Problem requirements – Only some lines are wanted. Transcribe, exactly, the lines below from the line with "assert_eq!(process.state, ProcessState::Failure);" up to and including the line with "assert!(message.as_process().is_none());".

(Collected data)
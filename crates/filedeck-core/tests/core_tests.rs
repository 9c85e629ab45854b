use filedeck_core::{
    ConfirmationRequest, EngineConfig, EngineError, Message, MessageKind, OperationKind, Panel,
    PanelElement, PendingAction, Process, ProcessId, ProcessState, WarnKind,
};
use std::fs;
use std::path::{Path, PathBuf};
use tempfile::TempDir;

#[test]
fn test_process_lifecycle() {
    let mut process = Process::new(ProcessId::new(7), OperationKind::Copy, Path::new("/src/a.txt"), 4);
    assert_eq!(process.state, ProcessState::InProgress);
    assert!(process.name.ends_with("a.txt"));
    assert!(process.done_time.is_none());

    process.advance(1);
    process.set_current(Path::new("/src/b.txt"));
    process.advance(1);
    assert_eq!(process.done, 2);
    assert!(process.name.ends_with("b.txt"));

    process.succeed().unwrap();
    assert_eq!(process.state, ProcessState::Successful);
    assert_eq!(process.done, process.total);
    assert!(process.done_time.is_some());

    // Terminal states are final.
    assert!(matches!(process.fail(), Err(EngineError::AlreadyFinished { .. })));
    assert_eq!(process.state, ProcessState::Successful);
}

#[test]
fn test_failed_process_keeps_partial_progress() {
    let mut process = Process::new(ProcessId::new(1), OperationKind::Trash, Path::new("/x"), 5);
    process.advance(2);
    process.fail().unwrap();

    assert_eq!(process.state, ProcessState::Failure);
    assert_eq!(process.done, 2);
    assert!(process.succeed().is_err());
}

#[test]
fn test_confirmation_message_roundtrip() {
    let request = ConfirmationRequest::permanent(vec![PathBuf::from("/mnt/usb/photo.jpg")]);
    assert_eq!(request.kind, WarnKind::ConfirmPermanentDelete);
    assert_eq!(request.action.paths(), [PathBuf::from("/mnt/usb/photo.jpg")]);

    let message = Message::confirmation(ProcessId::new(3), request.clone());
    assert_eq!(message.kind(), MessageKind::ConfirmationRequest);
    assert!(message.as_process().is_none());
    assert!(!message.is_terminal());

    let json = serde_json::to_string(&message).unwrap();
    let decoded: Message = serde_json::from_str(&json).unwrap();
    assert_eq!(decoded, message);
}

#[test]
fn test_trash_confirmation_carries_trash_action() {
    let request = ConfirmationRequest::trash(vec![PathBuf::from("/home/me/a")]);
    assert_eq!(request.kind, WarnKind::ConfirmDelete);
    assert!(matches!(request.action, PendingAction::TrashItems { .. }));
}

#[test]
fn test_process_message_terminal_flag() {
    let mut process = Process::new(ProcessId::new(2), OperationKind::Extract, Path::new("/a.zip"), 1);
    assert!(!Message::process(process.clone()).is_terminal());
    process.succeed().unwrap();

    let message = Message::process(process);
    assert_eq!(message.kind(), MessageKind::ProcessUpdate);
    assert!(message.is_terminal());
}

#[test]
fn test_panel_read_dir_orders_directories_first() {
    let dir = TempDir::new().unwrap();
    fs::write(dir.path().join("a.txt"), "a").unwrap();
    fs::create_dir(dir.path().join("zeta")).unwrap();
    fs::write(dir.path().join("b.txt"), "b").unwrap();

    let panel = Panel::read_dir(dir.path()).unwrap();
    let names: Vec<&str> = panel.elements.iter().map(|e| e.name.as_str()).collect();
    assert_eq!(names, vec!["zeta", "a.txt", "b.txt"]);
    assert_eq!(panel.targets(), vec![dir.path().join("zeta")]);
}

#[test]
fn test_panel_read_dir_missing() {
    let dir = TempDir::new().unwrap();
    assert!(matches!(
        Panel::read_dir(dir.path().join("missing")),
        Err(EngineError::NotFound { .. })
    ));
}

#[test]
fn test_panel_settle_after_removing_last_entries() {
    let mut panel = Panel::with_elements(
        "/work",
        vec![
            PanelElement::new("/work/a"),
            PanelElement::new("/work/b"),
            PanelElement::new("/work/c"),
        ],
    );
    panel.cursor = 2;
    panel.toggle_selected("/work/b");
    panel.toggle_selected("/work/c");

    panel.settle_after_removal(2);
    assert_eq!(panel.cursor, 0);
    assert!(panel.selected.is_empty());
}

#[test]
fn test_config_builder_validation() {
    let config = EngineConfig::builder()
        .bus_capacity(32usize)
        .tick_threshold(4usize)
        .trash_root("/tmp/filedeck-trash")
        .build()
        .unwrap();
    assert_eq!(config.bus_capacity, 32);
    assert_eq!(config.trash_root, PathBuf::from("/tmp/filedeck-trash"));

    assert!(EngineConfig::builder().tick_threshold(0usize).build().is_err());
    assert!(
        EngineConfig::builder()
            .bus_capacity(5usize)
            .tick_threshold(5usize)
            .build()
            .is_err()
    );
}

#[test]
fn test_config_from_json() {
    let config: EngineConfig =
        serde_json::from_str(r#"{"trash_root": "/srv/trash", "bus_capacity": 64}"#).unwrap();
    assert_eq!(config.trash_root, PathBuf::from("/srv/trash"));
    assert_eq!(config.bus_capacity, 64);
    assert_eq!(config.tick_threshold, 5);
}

...

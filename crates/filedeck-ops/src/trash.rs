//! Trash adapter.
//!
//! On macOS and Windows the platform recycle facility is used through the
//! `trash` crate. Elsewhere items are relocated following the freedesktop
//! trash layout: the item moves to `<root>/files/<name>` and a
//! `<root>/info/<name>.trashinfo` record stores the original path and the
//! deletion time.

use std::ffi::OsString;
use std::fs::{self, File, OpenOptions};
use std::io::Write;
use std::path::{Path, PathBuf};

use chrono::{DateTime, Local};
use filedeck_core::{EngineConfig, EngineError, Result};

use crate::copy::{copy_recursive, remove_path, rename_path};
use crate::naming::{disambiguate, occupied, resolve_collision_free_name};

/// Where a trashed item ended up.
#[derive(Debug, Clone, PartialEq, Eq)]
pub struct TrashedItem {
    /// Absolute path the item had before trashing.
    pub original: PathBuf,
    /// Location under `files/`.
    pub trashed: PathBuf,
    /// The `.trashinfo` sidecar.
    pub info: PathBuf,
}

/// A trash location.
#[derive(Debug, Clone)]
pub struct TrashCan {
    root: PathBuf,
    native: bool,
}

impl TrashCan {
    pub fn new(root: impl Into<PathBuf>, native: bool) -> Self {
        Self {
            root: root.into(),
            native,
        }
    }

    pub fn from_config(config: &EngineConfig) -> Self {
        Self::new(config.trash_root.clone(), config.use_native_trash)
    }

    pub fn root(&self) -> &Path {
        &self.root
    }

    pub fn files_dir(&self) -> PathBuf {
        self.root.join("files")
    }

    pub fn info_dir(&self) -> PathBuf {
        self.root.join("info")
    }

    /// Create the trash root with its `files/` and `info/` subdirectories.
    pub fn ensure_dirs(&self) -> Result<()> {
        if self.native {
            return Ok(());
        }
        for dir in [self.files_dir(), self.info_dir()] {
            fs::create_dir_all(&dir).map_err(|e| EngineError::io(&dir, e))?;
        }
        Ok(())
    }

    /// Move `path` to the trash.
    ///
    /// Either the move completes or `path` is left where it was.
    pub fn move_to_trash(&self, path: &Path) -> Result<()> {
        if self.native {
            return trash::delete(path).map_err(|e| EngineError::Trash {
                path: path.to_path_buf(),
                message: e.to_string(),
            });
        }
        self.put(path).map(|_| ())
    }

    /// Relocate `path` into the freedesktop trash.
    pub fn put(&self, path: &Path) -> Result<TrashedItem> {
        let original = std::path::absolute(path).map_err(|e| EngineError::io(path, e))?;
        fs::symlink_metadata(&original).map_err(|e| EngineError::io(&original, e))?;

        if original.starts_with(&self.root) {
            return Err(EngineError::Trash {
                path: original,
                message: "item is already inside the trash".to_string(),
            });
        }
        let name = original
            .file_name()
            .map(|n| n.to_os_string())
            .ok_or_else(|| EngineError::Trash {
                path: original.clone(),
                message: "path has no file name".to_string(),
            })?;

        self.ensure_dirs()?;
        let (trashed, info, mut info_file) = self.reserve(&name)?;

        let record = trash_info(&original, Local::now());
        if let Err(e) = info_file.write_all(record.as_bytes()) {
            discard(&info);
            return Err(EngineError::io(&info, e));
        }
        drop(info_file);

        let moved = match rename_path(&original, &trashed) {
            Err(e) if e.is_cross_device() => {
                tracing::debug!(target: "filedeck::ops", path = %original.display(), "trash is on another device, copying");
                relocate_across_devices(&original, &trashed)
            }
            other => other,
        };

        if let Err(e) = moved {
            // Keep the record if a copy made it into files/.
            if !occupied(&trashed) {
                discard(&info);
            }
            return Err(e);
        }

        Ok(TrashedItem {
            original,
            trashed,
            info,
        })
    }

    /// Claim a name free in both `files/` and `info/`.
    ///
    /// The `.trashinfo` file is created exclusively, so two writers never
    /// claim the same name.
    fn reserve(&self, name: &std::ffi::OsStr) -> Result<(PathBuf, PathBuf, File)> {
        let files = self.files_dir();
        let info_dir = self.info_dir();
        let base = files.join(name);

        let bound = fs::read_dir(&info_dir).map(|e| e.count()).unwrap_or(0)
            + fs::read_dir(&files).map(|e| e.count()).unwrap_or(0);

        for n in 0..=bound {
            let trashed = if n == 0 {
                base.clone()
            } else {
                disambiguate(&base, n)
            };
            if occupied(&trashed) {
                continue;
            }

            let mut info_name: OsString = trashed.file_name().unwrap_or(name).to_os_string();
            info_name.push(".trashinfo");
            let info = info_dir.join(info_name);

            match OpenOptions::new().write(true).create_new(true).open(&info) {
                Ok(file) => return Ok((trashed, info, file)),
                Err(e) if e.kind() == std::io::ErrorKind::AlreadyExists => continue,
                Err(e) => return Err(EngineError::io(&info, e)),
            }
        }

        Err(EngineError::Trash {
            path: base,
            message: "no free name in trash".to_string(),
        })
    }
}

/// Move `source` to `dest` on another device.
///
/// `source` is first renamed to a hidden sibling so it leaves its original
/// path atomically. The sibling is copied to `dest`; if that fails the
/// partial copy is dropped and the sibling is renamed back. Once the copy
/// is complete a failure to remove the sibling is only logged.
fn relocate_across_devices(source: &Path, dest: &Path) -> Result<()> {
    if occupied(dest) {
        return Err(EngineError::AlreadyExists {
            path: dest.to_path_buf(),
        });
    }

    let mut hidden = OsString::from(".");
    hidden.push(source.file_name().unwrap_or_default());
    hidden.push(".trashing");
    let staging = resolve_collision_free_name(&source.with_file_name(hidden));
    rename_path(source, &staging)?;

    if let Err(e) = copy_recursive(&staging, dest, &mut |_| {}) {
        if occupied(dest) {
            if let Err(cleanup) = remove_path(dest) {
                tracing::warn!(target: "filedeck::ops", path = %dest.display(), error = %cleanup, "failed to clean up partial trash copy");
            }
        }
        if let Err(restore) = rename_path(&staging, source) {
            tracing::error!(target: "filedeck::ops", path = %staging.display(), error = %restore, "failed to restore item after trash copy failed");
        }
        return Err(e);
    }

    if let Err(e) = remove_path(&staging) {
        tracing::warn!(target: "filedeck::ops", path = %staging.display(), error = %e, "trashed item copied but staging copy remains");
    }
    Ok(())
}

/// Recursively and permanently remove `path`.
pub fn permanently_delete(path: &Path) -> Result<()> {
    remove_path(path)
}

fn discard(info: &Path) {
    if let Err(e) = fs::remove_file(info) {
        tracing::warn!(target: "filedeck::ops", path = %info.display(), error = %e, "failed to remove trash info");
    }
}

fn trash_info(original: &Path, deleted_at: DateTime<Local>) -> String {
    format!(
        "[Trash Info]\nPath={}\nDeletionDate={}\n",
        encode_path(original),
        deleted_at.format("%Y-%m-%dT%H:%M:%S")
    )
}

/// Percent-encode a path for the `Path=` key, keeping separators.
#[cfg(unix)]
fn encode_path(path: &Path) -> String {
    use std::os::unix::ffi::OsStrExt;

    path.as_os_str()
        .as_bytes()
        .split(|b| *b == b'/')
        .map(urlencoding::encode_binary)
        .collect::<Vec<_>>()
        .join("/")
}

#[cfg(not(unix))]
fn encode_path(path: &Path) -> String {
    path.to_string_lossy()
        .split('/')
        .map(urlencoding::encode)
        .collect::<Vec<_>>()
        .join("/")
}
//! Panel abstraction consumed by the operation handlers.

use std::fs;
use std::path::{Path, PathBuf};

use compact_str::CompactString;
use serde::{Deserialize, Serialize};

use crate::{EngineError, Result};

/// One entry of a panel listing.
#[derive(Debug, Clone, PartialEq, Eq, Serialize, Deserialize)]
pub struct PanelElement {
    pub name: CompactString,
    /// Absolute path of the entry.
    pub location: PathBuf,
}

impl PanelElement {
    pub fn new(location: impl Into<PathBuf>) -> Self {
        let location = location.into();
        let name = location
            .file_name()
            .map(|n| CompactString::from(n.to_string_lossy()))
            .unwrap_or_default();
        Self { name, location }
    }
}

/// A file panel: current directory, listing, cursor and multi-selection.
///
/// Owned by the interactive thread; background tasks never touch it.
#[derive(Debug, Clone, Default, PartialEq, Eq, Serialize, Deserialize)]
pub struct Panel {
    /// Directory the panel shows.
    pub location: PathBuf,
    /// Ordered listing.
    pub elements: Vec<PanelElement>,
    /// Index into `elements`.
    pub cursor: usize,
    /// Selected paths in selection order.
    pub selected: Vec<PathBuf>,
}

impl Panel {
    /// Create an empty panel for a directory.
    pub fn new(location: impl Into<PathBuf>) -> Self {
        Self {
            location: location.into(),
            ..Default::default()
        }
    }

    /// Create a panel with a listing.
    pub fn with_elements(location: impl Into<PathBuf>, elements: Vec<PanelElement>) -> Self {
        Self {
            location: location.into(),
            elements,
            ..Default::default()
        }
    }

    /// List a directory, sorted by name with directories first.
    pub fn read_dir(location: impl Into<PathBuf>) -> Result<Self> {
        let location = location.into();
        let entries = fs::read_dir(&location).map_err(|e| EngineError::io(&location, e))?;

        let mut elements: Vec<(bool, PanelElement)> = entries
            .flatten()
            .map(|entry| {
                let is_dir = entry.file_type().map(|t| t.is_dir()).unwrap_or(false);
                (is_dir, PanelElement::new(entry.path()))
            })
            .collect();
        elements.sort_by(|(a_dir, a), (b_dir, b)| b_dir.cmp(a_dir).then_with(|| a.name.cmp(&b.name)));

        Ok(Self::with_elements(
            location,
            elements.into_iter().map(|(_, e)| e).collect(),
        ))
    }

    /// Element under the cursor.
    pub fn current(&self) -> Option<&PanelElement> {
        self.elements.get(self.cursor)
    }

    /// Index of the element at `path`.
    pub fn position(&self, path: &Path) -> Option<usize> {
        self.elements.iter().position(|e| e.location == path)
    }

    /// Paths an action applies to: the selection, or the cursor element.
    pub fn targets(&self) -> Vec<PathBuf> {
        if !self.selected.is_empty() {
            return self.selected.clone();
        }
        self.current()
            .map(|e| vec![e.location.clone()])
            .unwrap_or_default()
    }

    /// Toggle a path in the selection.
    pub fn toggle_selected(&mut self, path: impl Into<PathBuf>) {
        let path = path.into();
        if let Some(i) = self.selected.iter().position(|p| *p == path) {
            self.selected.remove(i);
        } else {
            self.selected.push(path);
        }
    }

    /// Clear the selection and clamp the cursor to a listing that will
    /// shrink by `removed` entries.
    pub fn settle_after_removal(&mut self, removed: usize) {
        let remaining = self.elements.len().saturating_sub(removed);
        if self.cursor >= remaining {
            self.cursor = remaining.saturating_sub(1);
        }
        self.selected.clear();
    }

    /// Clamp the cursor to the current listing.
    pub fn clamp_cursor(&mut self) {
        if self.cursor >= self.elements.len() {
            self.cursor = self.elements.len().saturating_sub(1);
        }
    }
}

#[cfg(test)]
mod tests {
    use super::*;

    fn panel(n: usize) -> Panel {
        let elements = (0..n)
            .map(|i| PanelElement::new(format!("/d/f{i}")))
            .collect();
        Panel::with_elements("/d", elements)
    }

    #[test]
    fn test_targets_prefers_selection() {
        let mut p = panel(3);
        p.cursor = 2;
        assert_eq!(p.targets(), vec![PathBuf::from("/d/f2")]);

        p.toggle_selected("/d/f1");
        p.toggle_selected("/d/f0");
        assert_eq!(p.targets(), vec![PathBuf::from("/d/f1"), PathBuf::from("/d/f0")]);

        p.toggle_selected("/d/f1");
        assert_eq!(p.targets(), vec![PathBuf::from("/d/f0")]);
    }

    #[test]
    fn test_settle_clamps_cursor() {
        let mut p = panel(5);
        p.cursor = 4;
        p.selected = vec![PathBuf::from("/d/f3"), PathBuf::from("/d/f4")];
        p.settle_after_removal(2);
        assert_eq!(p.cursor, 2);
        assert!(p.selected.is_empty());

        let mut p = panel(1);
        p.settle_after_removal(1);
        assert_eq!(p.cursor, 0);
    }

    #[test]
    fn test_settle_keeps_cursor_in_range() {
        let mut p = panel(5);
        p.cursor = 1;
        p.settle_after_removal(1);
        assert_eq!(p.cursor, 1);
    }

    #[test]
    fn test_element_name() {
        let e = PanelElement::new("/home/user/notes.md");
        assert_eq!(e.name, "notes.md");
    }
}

Answer section –
    assert_eq!(process.state, ProcessState::Failure);
    assert_eq!(process.done, 2);
    assert!(process.succeed().is_err());
}

#[test]
fn test_confirmation_message_roundtrip() {
    let request = ConfirmationRequest::permanent(vec![PathBuf::from("/mnt/usb/photo.jpg")]);
    assert_eq!(request.kind, WarnKind::ConfirmPermanentDelete);
    assert_eq!(request.action.paths(), [PathBuf::from("/mnt/usb/photo.jpg")]);

    let message = Message::confirmation(ProcessId::new(3), request.clone());
    assert_eq!(message.kind(), MessageKind::ConfirmationRequest);
    assert!(message.as_process().is_none());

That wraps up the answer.